Very possible. It rings quite a few bells. @PeterKamphuis, would it be easy for you to repeat the test with the issue-326-chisq-jsk branch?

PeterKamphuis commented 4 years ago

@o-smirnov Depends how easily I can install the branch but I think it should not be a problem as I installed from the GitHub distribution already. I'll let you know tomorrow.

o-smirnov commented 4 years ago

If you did pip install -e, then you only need to git checkout the branch.

Cheers, Oleg


Sent from my phone. Quality of spelling inversely proportional to finger size.

On Thu, 30 Jan 2020, 09:13 Peter Kamphuis, notifications@github.com wrote:

@o-smirnov https://github.com/o-smirnov Depends how easily I can install the branch but I think it should not be a problem as I installed from the GitHub distribution already. I'll let you know tomorrow.
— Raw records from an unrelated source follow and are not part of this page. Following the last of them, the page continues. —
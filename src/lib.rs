#![allow(unused_assignments)] // thiserror/miette proc macros trigger false positives

pub mod cli;
pub mod config;
pub mod disk;
pub mod error;
pub mod hypervisor;
pub mod image;
pub mod launch;
pub mod logging;
pub mod paths;
pub mod progress;
pub mod reconcile;
pub mod sidecar;
pub mod sync;
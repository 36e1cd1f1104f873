//! Disk set: which disks a VM gets, where they live and how the
//! hypervisor should treat them.

use std::collections::BTreeMap;
use std::path::{Path, PathBuf};

use tracing::Span;

use crate::error::SyncError;
use crate::hypervisor::runner::{Invocation, ToolRunner};
use crate::hypervisor::{ControllerPort, DiskPolicy, VBoxManage};
use crate::image::ImageDescriptor;
use crate::paths;

/// Default data disk size in megabytes.
pub const DEFAULT_DATA_DISK_MB: u64 = 32;

/// Below this size parted cannot reliably create FAT32.
const FAT32_MIN_MB: u64 = 128;

#[derive(Debug, Clone, Copy, PartialEq, Eq, PartialOrd, Ord)]
pub enum DiskRole {
    System,
    Data,
    Other,
}

impl DiskRole {
    pub fn policy(self) -> DiskPolicy {
        match self {
            DiskRole::System => DiskPolicy::Immutable,
            DiskRole::Data => DiskPolicy::Writethrough,
            DiskRole::Other => DiskPolicy::Normal,
        }
    }

    /// Controller port the role is attached to. Only system and data
    /// disks have one.
    pub fn port(self) -> Result<ControllerPort, SyncError> {
        match self {
            DiskRole::System => Ok(ControllerPort::PrimaryMaster),
            DiskRole::Data => Ok(ControllerPort::PrimarySlave),
            DiskRole::Other => Err(SyncError::UnsupportedConfiguration {
                message: format!("no controller port is defined for {self} disks"),
            }),
        }
    }
}

impl std::fmt::Display for DiskRole {
    fn fmt(&self, f: &mut std::fmt::Formatter<'_>) -> std::fmt::Result {
        f.write_str(match self {
            DiskRole::System => "system",
            DiskRole::Data => "data",
            DiskRole::Other => "other",
        })
    }
}

#[derive(Debug, Clone, PartialEq, Eq)]
pub struct DiskEntry {
    pub role: DiskRole,
    pub path: PathBuf,
}

impl DiskEntry {
    pub fn new(role: DiskRole, path: impl Into<PathBuf>) -> Self {
        Self {
            role,
            path: path.into(),
        }
    }

    /// Fixed by role.
    pub fn policy(&self) -> DiskPolicy {
        self.role.policy()
    }
}

/// At most one disk per role.
#[derive(Debug, Clone, Default, PartialEq, Eq)]
pub struct DiskSet {
    disks: BTreeMap<DiskRole, DiskEntry>,
}

impl DiskSet {
    pub fn new() -> Self {
        Self::default()
    }

    /// Insert `entry`, replacing any disk with the same role.
    pub fn insert(&mut self, entry: DiskEntry) -> Option<DiskEntry> {
        self.disks.insert(entry.role, entry)
    }

    pub fn iter(&self) -> impl Iterator<Item = &DiskEntry> {
        self.disks.values()
    }

    pub fn len(&self) -> usize {
        self.disks.len()
    }

    pub fn is_empty(&self) -> bool {
        self.disks.is_empty()
    }
}

/// Filesystem put on a fresh data disk.
#[derive(Debug, Clone, Copy, PartialEq, Eq)]
pub enum FatType {
    Fat16,
    Fat32,
}

impl FatType {
    pub fn for_size(size_mb: u64) -> Self {
        if size_mb >= FAT32_MIN_MB {
            FatType::Fat32
        } else {
            FatType::Fat16
        }
    }

    pub fn as_str(self) -> &'static str {
        match self {
            FatType::Fat16 => "fat16",
            FatType::Fat32 => "fat32",
        }
    }
}

/// Ensures the disks of one image exist on local storage.
pub struct DiskSetManager<'a, R> {
    vbox: &'a VBoxManage<R>,
    parted: String,
    span: Span,
}

impl<'a, R: ToolRunner> DiskSetManager<'a, R> {
    pub fn new(vbox: &'a VBoxManage<R>, parted: impl Into<String>) -> Self {
        Self {
            vbox,
            parted: parted.into(),
            span: Span::none(),
        }
    }

    pub fn with_span(mut self, span: Span) -> Self {
        self.span = span;
        self
    }

    /// The synced system disk under `target`. Its absence means the image
    /// was never synced.
    pub fn ensure_system_disk(
        &self,
        image: &ImageDescriptor,
        target: &Path,
    ) -> Result<DiskEntry, SyncError> {
        let path = image.system_disk_path(target);
        if !path.is_file() {
            return Err(SyncError::ImageNotFound {
                name: image.name().to_string(),
                version: image.version().to_string(),
                location: path.display().to_string(),
            });
        }
        tracing::debug!(parent: &self.span, path = %path.display(), "system disk present");
        Ok(DiskEntry::new(DiskRole::System, path))
    }

    /// Location of the image's data disk inside the hypervisor home.
    pub fn data_disk_path(&self, image: &ImageDescriptor) -> PathBuf {
        paths::data_disk_path(self.vbox.home(), image.name())
    }

    /// Create the data disk unless it already exists.
    ///
    /// Returns `None` when the disk is already there; an existing disk is
    /// never resized or recreated, whatever `size_mb` says.
    pub fn ensure_data_disk(
        &self,
        image: &ImageDescriptor,
        size_mb: u64,
    ) -> Result<Option<DiskEntry>, SyncError> {
        let _enter = self.span.enter();
        let target = self.data_disk_path(image);
        if target.exists() {
            tracing::debug!(path = %target.display(), "data disk already provisioned");
            return Ok(None);
        }

        tracing::info!(image = image.name(), size_mb, "creating data disk");
        if let Err(e) = self.provision(&target, size_mb) {
            // Existence of the target marks the disk as done, so a
            // half-converted file must not survive.
            if target.exists()
                && let Err(rm) = std::fs::remove_file(&target)
            {
                tracing::warn!(path = %target.display(), error = %rm, "could not remove partial data disk");
            }
            return Err(e);
        }

        Ok(Some(DiskEntry::new(DiskRole::Data, target)))
    }

    /// Zero-filled raw file → msdos label → one FAT partition → VDI.
    fn provision(&self, target: &Path, size_mb: u64) -> Result<(), SyncError> {
        let raw = tempfile::Builder::new()
            .prefix("vbox-sync-data-")
            .suffix(".img")
            .tempfile()
            .map_err(|e| step_error("allocate", e))?;
        let bytes = size_mb
            .checked_mul(1024 * 1024)
            .ok_or_else(|| SyncError::DiskProvisioning {
                step: "allocate".into(),
                message: format!("{size_mb} MB does not fit in a byte count"),
            })?;
        raw.as_file()
            .set_len(bytes)
            .map_err(|e| step_error("allocate", e))?;

        self.parted("mklabel", raw.path(), &["mklabel", "msdos"])?;

        let fat = FatType::for_size(size_mb);
        let end = size_mb.to_string();
        self.parted(
            "mkpartfs",
            raw.path(),
            &["mkpartfs", "primary", fat.as_str(), "1", &end],
        )?;

        self.vbox
            .convert_from_raw(raw.path(), target)
            .map_err(|e| SyncError::DiskProvisioning {
                step: "convertfromraw".into(),
                message: e.to_string(),
            })?;

        raw.close().map_err(|e| step_error("discard", e))?;
        tracing::info!(path = %target.display(), fs = fat.as_str(), "data disk created");
        Ok(())
    }

    fn parted(&self, step: &str, raw: &Path, args: &[&str]) -> Result<(), SyncError> {
        let invocation = Invocation::new(&self.parted)
            .arg("-s")
            .arg(raw)
            .args(args.iter().copied());
        let output = self
            .vbox
            .runner()
            .run(&invocation)
            .map_err(|e| step_error(step, e))?;
        if !output.is_success() {
            return Err(SyncError::DiskProvisioning {
                step: step.into(),
                message: format!(
                    "{}: {}",
                    invocation.command_line(),
                    output.failure_message()
                ),
            });
        }
        Ok(())
    }
}

fn step_error(step: &str, e: std::io::Error) -> SyncError {
    SyncError::DiskProvisioning {
        step: step.into(),
        message: e.to_string(),
    }
}
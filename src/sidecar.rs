//! Sidecar configuration: the sectioned `key = value` file shipped next to
//! each system disk.
//!
//! ```text
//! [vmparameters]
//! memory = 512
//! ostype = "Linux26"
//! ```
//!
//! Only the `vmparameters` section is consumed. Keys become `modifyvm`
//! flags, values are unquoted.

use std::path::Path;

use crate::error::SyncError;

/// Section carrying VM parameters.
pub const VM_PARAMETERS_SECTION: &str = "vmparameters";

/// Ordered `key -> value` parameters for one `modifyvm` call.
#[derive(Debug, Clone, Default, PartialEq, Eq)]
pub struct VmParameters {
    entries: Vec<(String, String)>,
}

impl VmParameters {
    pub fn new() -> Self {
        Self::default()
    }

    /// Insert or replace `key`. Later values win, position of the first
    /// occurrence is kept.
    pub fn insert(&mut self, key: impl Into<String>, value: impl Into<String>) {
        let key = key.into();
        let value = value.into();
        match self.entries.iter_mut().find(|(k, _)| *k == key) {
            Some(entry) => entry.1 = value,
            None => self.entries.push((key, value)),
        }
    }

    pub fn get(&self, key: &str) -> Option<&str> {
        self.entries
            .iter()
            .find(|(k, _)| k == key)
            .map(|(_, v)| v.as_str())
    }

    pub fn iter(&self) -> impl Iterator<Item = (&str, &str)> {
        self.entries.iter().map(|(k, v)| (k.as_str(), v.as_str()))
    }

    pub fn len(&self) -> usize {
        self.entries.len()
    }

    pub fn is_empty(&self) -> bool {
        self.entries.is_empty()
    }

    /// `-key value` pairs in insertion order.
    pub fn to_flags(&self) -> Vec<String> {
        self.entries
            .iter()
            .flat_map(|(k, v)| [format!("-{k}"), v.clone()])
            .collect()
    }
}

impl<K: Into<String>, V: Into<String>> FromIterator<(K, V)> for VmParameters {
    fn from_iter<I: IntoIterator<Item = (K, V)>>(iter: I) -> Self {
        let mut params = VmParameters::new();
        for (k, v) in iter {
            params.insert(k, v);
        }
        params
    }
}

/// A parsed sidecar file: sections in file order.
#[derive(Debug, Clone, Default)]
pub struct Sidecar {
    sections: Vec<(String, VmParameters)>,
}

impl Sidecar {
    pub fn parse(text: &str) -> Result<Self, SyncError> {
        let mut sidecar = Sidecar::default();
        let mut current: Option<usize> = None;

        for (idx, raw) in text.lines().enumerate() {
            let line = raw.trim();
            if line.is_empty() || line.starts_with('#') || line.starts_with(';') {
                continue;
            }

            if let Some(rest) = line.strip_prefix('[') {
                let Some(name) = rest.strip_suffix(']') else {
                    return Err(parse_error(idx, "unterminated section header"));
                };
                let name = name.trim().to_string();
                current = Some(match sidecar.sections.iter().position(|(n, _)| *n == name) {
                    Some(pos) => pos,
                    None => {
                        sidecar.sections.push((name, VmParameters::new()));
                        sidecar.sections.len() - 1
                    }
                });
                continue;
            }

            let Some(section) = current else {
                return Err(parse_error(idx, "entry before the first section header"));
            };
            let Some(sep) = line.find(['=', ':']) else {
                return Err(parse_error(idx, "expected 'key = value'"));
            };
            let key = line[..sep].trim().to_ascii_lowercase();
            if key.is_empty() {
                return Err(parse_error(idx, "empty key"));
            }
            sidecar.sections[section].1.insert(key, unquote(&line[sep + 1..]));
        }

        Ok(sidecar)
    }

    pub fn section(&self, name: &str) -> Option<&VmParameters> {
        self.sections
            .iter()
            .find(|(n, _)| n == name)
            .map(|(_, params)| params)
    }
}

/// Read the `vmparameters` section of a sidecar file.
///
/// A file without that section is rejected; the VM would otherwise start
/// with default settings.
pub fn read_vm_parameters(path: &Path) -> Result<VmParameters, SyncError> {
    let text = std::fs::read_to_string(path).map_err(|e| SyncError::Io {
        context: format!("reading sidecar config {}", path.display()),
        source: e,
    })?;
    let sidecar = Sidecar::parse(&text).map_err(|e| match e {
        SyncError::Validation { message } => SyncError::Validation {
            message: format!("{}: {message}", path.display()),
        },
        other => other,
    })?;
    match sidecar.section(VM_PARAMETERS_SECTION) {
        Some(params) => Ok(params.clone()),
        None => Err(SyncError::Validation {
            message: format!(
                "{}: no [{VM_PARAMETERS_SECTION}] section",
                path.display()
            ),
        }),
    }
}

/// Render one section from `key=value` lines, written as given.
pub fn render_section<'a>(name: &str, lines: impl IntoIterator<Item = &'a str>) -> String {
    let mut out = format!("[{name}]\n");
    for line in lines {
        out.push_str(line);
        out.push('\n');
    }
    out
}

/// Strip surrounding whitespace and quote characters.
fn unquote(value: &str) -> String {
    value
        .trim_matches(|c: char| c.is_whitespace() || c == '"' || c == '\'')
        .to_string()
}

fn parse_error(idx: usize, message: &str) -> SyncError {
    SyncError::Validation {
        message: format!("sidecar line {}: {message}", idx + 1),
    }
}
— You are receiving this because you were mentioned. Reply to this email directly, view it on GitHub https://github.com/ratt-ru/CubiCal/issues/336?email_source=notifications&email_token=ABRLTP4BSM7KF27BAQSRYT3RAJ42XA5CNFSM4KMZB6A2YY3PNVWWK3TUL52HS4DFVREXG43VMVBW63LNMVXHJKTDN5WW2ZLOORPWSZGOEKJ5VWY#issuecomment-580115163, or unsubscribe https://github.com/notifications/unsubscribe-auth/ABRLTP5FKHSOIJCB6DAFOVDRAJ42XANCNFSM4KMZB6AQ .

PeterKamphuis commented 4 years ago

@o-smirnov Is that branch supposed to be python3 compatible? I got an error:

Initially trying to apply INFO 11:37:10 - main [0.1/0.1 0.6/0.6 0.2Gb] Exiting with exception: TypeError(list indices must be integers or slices, not str)

Which I figured might be a mismatch between the calibration database and the version or some such. Trying to remake the calibration resulted in the error.

INFO 11:40:27 - main [io] [0.2/0.3 0.9/0.9 0.3Gb] I/O handler for load 0 save None failed with exception: '>' not supported between instances of 'method' and 'int'

Which both seem exactly the kind of thing python3 is more asinine about?

PeterKamphuis commented 4 years ago

Using Python 3.6.9 BTW

o-smirnov commented 4 years ago

It supposed to be py3 compatible, but I suppose I could always have f*cked it up...

Can you rerun it serially for me please (--dist-ncpu 1)? It ought to give a more informative stack trace then.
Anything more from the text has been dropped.